With the Hilleberg Jannu tent, I will never have to go through that again. The Jannu is an integral double-wall tent. The inner tent and fly go up simultaneously, which means your sleeping area always stays dry no matter what the sky is dumping on you.
The Jannu is strong. Blasted by 60 mile-per-hour winds on Mount Rainier, snow in the high Sierras, and torrential rain and 70 mile-per-hour winds on Mount Shasta, the tent fared just fine. It sets up easily, even in hurricane-force winds. Just stake out the floor, put the two crisscrossing poles in the corner pockets, clip the poles, and add the third pole, which supports the vestibule. The tent’s guy-line attachment points can wrap around the poles, which strengthen them, before pegging the tent out. Plastic guy-lines that tighten down the system add even more strength.

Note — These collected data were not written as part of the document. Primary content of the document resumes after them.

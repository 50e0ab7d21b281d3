//! Design registry
//!
//! Closed set of design variants, looked up by tag. Each variant knows its
//! default settings layer and how to build itself from resolved settings.

use crate::card_box::{CardBoxMaker, CardBoxParameters};
use crate::card_sheet::{CardSheetMaker, CardSheetParameters};
use crate::corner::{CornerMaker, CornerParameters};
use crate::design::BoxDesign;
use crate::error::{DesignError, DesignResult};
use crate::matchbox::{MatchboxMaker, MatchboxParameters};
use crate::partition::{PartitionMaker, PartitionParameters};
use cutbox_settings::Settings;
use serde::{Deserialize, Serialize};
use std::fmt;
use std::str::FromStr;
use toml::{Table, Value};

#[derive(Debug, Clone, Copy, PartialEq, Eq, Hash, Serialize, Deserialize)]
#[serde(rename_all = "lowercase")]
pub enum DesignKind {
    Matchbox,
    CardBox,
    Corner,
    CardSheet,
    Partition,
}

impl DesignKind {
    pub const ALL: [DesignKind; 5] = [
        DesignKind::Matchbox,
        DesignKind::CardBox,
        DesignKind::Corner,
        DesignKind::CardSheet,
        DesignKind::Partition,
    ];

    pub fn tag(&self) -> &'static str {
        match self {
            Self::Matchbox => "matchbox",
            Self::CardBox => "cardbox",
            Self::Corner => "corner",
            Self::CardSheet => "cardsheet",
            Self::Partition => "partition",
        }
    }

    pub fn description(&self) -> &'static str {
        match self {
            Self::Matchbox => "Funnel tray with end-wall openings and optional thumbholes",
            Self::CardBox => "Tuck box for a card deck",
            Self::Corner => "Folded corner protector",
            Self::CardSheet => "Grid of rounded cards",
            Self::Partition => "Interlocking divider strips for a partitioned box",
        }
    }

    /// Keys without a default; missing any of them is an error.
    pub fn required_keys(&self) -> &'static [&'static str] {
        match self {
            Self::CardSheet => &["length", "width"],
            _ => &["length", "width", "height", "thickness"],
        }
    }

    /// Lowest settings layer for this variant.
    pub fn defaults(&self) -> Table {
        let entries: Vec<(&str, Value)> = match self {
            Self::Matchbox => vec![
                ("thumbhole", Value::String("none".into())),
                ("single_funnel", Value::Boolean(false)),
                ("enforce_small", Value::Boolean(false)),
                ("enforce_large", Value::Boolean(false)),
                ("small_height_threshold", Value::String("20mm".into())),
                ("separated", Value::Boolean(false)),
                ("separation", Value::String("5mm".into())),
            ],
            Self::CardBox => vec![
                ("glue_flap", Value::String("8mm".into())),
                ("corner_radius", Value::String("3mm".into())),
                ("thumbhole", Value::Boolean(true)),
                ("thumbhole_radius", Value::String("8mm".into())),
                ("thumbhole_fillet", Value::String("2mm".into())),
            ],
            Self::Corner => vec![
                ("corner_gap", Value::String("2mm".into())),
                ("corner_radius", Value::String("2mm".into())),
            ],
            Self::CardSheet => vec![
                ("rows", Value::Integer(1)),
                ("columns", Value::Integer(1)),
                ("gap", Value::String("2mm".into())),
                ("corner_radius", Value::String("3mm".into())),
            ],
            Self::Partition => vec![
                ("rows", Value::Integer(2)),
                ("columns", Value::Integer(2)),
                ("side_gap", Value::String("0.5mm".into())),
                ("vertical_separation", Value::String("5mm".into())),
            ],
        };
        entries
            .into_iter()
            .map(|(k, v)| (k.to_string(), v))
            .collect()
    }

    /// Build the design from fully resolved settings.
    pub fn build(&self, settings: &Settings) -> DesignResult<Box<dyn BoxDesign>> {
        let design: Box<dyn BoxDesign> = match self {
            Self::Matchbox => Box::new(MatchboxMaker::new(MatchboxParameters::from_settings(
                settings,
            )?)?),
            Self::CardBox => Box::new(CardBoxMaker::new(CardBoxParameters::from_settings(
                settings,
            )?)?),
            Self::Corner => Box::new(CornerMaker::new(CornerParameters::from_settings(settings)?)?),
            Self::CardSheet => Box::new(CardSheetMaker::new(
                CardSheetParameters::from_settings(settings)?,
            )?),
            Self::Partition => Box::new(PartitionMaker::new(
                PartitionParameters::from_settings(settings)?,
            )?),
        };
        Ok(design)
    }
}

impl fmt::Display for DesignKind {
    fn fmt(&self, f: &mut fmt::Formatter<'_>) -> fmt::Result {
        f.write_str(self.tag())
    }
}

impl FromStr for DesignKind {
    type Err = DesignError;

    fn from_str(s: &str) -> Result<Self, Self::Err> {
        let tag = s.trim().to_lowercase().replace(['-', '_'], "");
        Self::ALL
            .into_iter()
            .find(|kind| kind.tag() == tag)
            .ok_or_else(|| DesignError::UnknownDesign(s.to_string()))
    }
}

#[cfg(test)]
mod tests {
    use super::*;
    use cutbox_settings::SettingsBuilder;

    #[test]
    fn test_tags_round_trip() {
        for kind in DesignKind::ALL {
            assert_eq!(kind.tag().parse::<DesignKind>().unwrap(), kind);
        }
        assert_eq!("card_box".parse::<DesignKind>().unwrap(), DesignKind::CardBox);
        assert_eq!("Card-Sheet".parse::<DesignKind>().unwrap(), DesignKind::CardSheet);
    }

    #[test]
    fn test_unknown_tag() {
        assert!(matches!(
            "crate".parse::<DesignKind>(),
            Err(DesignError::UnknownDesign(_))
        ));
    }

    #[test]
    fn test_defaults_never_cover_required_keys() {
        for kind in DesignKind::ALL {
            let defaults = kind.defaults();
            for key in kind.required_keys() {
                assert!(!defaults.contains_key(*key), "{} defaults {}", kind, key);
            }
        }
    }

    #[test]
    fn test_missing_required_key_fails() {
        let settings = SettingsBuilder::new()
            .layer("defaults", DesignKind::Corner.defaults())
            .build()
            .unwrap();
        assert!(matches!(
            DesignKind::Corner.build(&settings),
            Err(DesignError::Settings(_))
        ));
    }

    #[test]
    fn test_build_every_kind() {
        let base: Table = "length = 60\nwidth = 40\nheight = 15\nthickness = 1.5"
            .parse()
            .unwrap();
        for kind in DesignKind::ALL {
            let settings = SettingsBuilder::new()
                .layer("defaults", kind.defaults())
                .layer("section", base.clone())
                .build()
                .unwrap();
            let design = kind.build(&settings).unwrap();
            assert_eq!(design.kind(), kind);
            assert!(!design.corners().is_empty());
            assert!(!design.cut_groups().is_empty());
        }
    }
}
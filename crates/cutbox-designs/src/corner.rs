//! Corner piece
//!
//! Folded corner protector: the top face in the middle, the front face below
//! it and the side face to its left. A tapered glue tab on the front's left
//! edge holds the fold together.
//!
//! The top face uses `length + thickness` by `width + thickness`. The card box
//! applies its allowance per panel instead; the two formulas are kept apart.

use crate::cutline::{CutGroup, Cutline, Rotation};
use crate::design::{ensure, require_non_negative, require_positive, BoxDesign};
use crate::error::DesignResult;
use crate::registry::DesignKind;
use cutbox_core::Point;
use cutbox_settings::Settings;
use serde::{Deserialize, Serialize};
use tracing::debug;

pub const LATTICE_LEN: usize = 13;

#[derive(Debug, Clone, PartialEq, Serialize, Deserialize)]
pub struct CornerParameters {
    pub length: i64,
    pub width: i64,
    pub height: i64,
    pub thickness: i64,
    pub corner_gap: i64,
    pub corner_radius: i64,
}

impl CornerParameters {
    pub fn from_settings(settings: &Settings) -> DesignResult<Self> {
        Ok(Self {
            length: settings.measure("length")?,
            width: settings.measure("width")?,
            height: settings.measure("height")?,
            thickness: settings.measure("thickness")?,
            corner_gap: settings.measure_or_mm("corner_gap", 2.0)?,
            corner_radius: settings.measure_or_mm("corner_radius", 2.0)?,
        })
    }

    pub fn face_length(&self) -> i64 {
        self.length + self.thickness
    }

    pub fn face_width(&self) -> i64 {
        self.width + self.thickness
    }

    fn validate(&self) -> DesignResult<()> {
        require_positive(&[
            ("length", self.length),
            ("width", self.width),
            ("height", self.height),
            ("thickness", self.thickness),
        ])?;
        require_non_negative(&[
            ("corner_gap", self.corner_gap),
            ("corner_radius", self.corner_radius),
        ])?;
        ensure(
            self.corner_gap < self.height,
            "corner_gap",
            "leaves no room for the glue tab",
        )?;
        ensure(
            2 * self.corner_radius <= self.height
                && 2 * self.corner_radius <= self.face_width()
                && 2 * self.corner_radius <= self.face_length(),
            "corner_radius",
            "does not fit the faces",
        )
    }
}

pub struct CornerMaker {
    params: CornerParameters,
    corners: Vec<Point>,
    groups: Vec<CutGroup>,
}

impl CornerMaker {
    pub fn new(params: CornerParameters) -> DesignResult<Self> {
        params.validate()?;
        let corners = build_lattice(&params);
        let groups = vec![CutGroup::new("corner", select_cutlines())];
        debug!(points = corners.len(), "built corner piece");
        Ok(Self {
            params,
            corners,
            groups,
        })
    }
}

impl BoxDesign for CornerMaker {
    fn kind(&self) -> DesignKind {
        DesignKind::Corner
    }

    fn corners(&self) -> &[Point] {
        &self.corners
    }

    fn cut_groups(&self) -> &[CutGroup] {
        &self.groups
    }

    fn dimensions(&self) -> Vec<(&'static str, i64)> {
        let p = &self.params;
        vec![
            ("inner_length", p.length),
            ("inner_width", p.width),
            ("inner_height", p.height),
            ("outer_length", p.face_length()),
            ("outer_width", p.face_width()),
            ("outer_height", p.height),
        ]
    }
}

pub fn build_lattice(p: &CornerParameters) -> Vec<Point> {
    let h = p.height;
    let rc = p.corner_radius;
    let g = p.corner_gap;
    let right = h + p.face_length();
    let fold = p.face_width();
    let bottom = fold + h;
    let inset = (h - g) / 4;

    vec![
        Point::new(0, rc),
        Point::new(rc, 0),
        Point::new(right - rc, 0),
        Point::new(right, rc),
        Point::new(right, bottom - rc),
        Point::new(right - rc, bottom),
        Point::new(h, bottom),
        Point::new(g, bottom - inset),
        Point::new(g, fold + g + inset),
        Point::new(h, fold + g),
        Point::new(h, fold),
        Point::new(rc, fold),
        Point::new(0, fold - rc),
    ]
}

pub fn select_cutlines() -> Vec<Cutline> {
    let cw = Rotation::Clockwise;
    vec![
        Cutline::line(&[0]),
        Cutline::continue_quarter(0, 1, cw),
        Cutline::continue_line(&[1, 2]),
        Cutline::continue_quarter(2, 3, cw),
        Cutline::continue_line(&[3, 4]),
        Cutline::continue_quarter(4, 5, cw),
        Cutline::continue_line(&[5, 6, 7, 8, 9, 10, 11]),
        Cutline::continue_quarter(11, 12, cw),
        Cutline::continue_line(&[12, 0]),
    ]
}

#[cfg(test)]
mod tests {
    use super::*;
    use crate::render::render_path_data;

    const MM: i64 = 28346;

    fn params() -> CornerParameters {
        CornerParameters {
            length: 30 * MM,
            width: 30 * MM,
            height: 15 * MM,
            thickness: MM,
            corner_gap: 2 * MM,
            corner_radius: 2 * MM,
        }
    }

    #[test]
    fn test_lattice() {
        let p = params();
        let corners = build_lattice(&p);
        assert_eq!(corners.len(), LATTICE_LEN);
        // top face spans length + thickness right of the side face
        assert_eq!(corners[3].x - p.height, 31 * MM);
        // glue tab keeps the side gap to the sheet edge
        assert_eq!(corners[7].x, p.corner_gap);
    }

    #[test]
    fn test_zero_radius_yields_square_corners() {
        let mut p = params();
        p.corner_radius = 0;
        let maker = CornerMaker::new(p).unwrap();
        let data = render_path_data(&maker.cut_groups()[0], maker.corners()).unwrap();
        assert!(!data.contains('A'));
        assert!(data.starts_with('M'));
    }

    #[test]
    fn test_gap_must_leave_room_for_tab() {
        let mut p = params();
        p.corner_gap = p.height;
        assert!(CornerMaker::new(p).is_err());
    }
}
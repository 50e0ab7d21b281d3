//! # Cutbox
//!
//! Generates cuttable and foldable box templates as SVG drawings.
//!
//! ## Architecture
//!
//! Cutbox is organized as a workspace with multiple crates:
//!
//! 1. **cutbox-core** - Drawing units, points and bounds
//! 2. **cutbox-settings** - Measures, layered settings and project files
//! 3. **cutbox-designs** - Design variants, path rendering and templates
//! 4. **cutbox** - Command line tool and project runner
//!
//! ## Designs
//!
//! - **matchbox**: funnel tray with optional thumbholes and a separated layout
//! - **cardbox**: tuck box for a card deck
//! - **corner**: corner piece
//! - **cardsheet**: sheet of rounded cards
//! - **partition**: slotted divider strips

pub mod output;
pub mod runner;

pub use cutbox_core::{Bounds, CoreError, Point, Unit, UnitConverter};
pub use cutbox_designs::{BoxDesign, DesignError, DesignKind, Drawing, Template};
pub use cutbox_settings::{Project, Section, Settings, SettingsBuilder, SettingsError};
pub use output::write_atomic;
pub use runner::{build_project, render_design, BuildOptions, BuildReport, RenderedDesign};

/// Library version
pub const VERSION: &str = env!("CARGO_PKG_VERSION");

/// Build date
pub const BUILD_DATE: &str = env!("BUILD_DATE");

/// Initialize logging
///
/// Log lines go to stderr so SVG written to stdout stays clean. `RUST_LOG`
/// takes precedence over `verbose` when set.
pub fn init_logging(verbose: bool) -> anyhow::Result<()> {
    use tracing_subscriber::fmt;
    use tracing_subscriber::prelude::*;
    use tracing_subscriber::EnvFilter;

    let level = if verbose {
        tracing::Level::DEBUG
    } else {
        tracing::Level::INFO
    };
    let env_filter =
        EnvFilter::try_from_default_env().unwrap_or_else(|_| EnvFilter::new(level.to_string()));

    let fmt_layer = fmt::layer()
        .with_writer(std::io::stderr)
        .with_target(verbose)
        .with_level(true)
        .with_line_number(verbose);

    tracing_subscriber::registry()
        .with(env_filter)
        .with(fmt_layer)
        .try_init()?;

    Ok(())
}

At 5 pounds 4 ounces the Jannu is light enough for one person, and, measuring 93 inches long, 57 inches wide and 39 inches high, spacious enough for two. The Jannu is also versatile, since the inner tent can be used without the fly, or the poles and fly can be used without the inner tent, to save weight.
If you’ve ever wrestled a snapping, flapping fly over a tent in high winds and bitter cold, the Jannu might be the tent for you. The Jannu is overkill if you do all your climbing and camping in Santa Barbara. But if you are going to Scotland, Alaska, the Pacific Northwest or any place with wet weather, it’s like sunshine on a rainy day.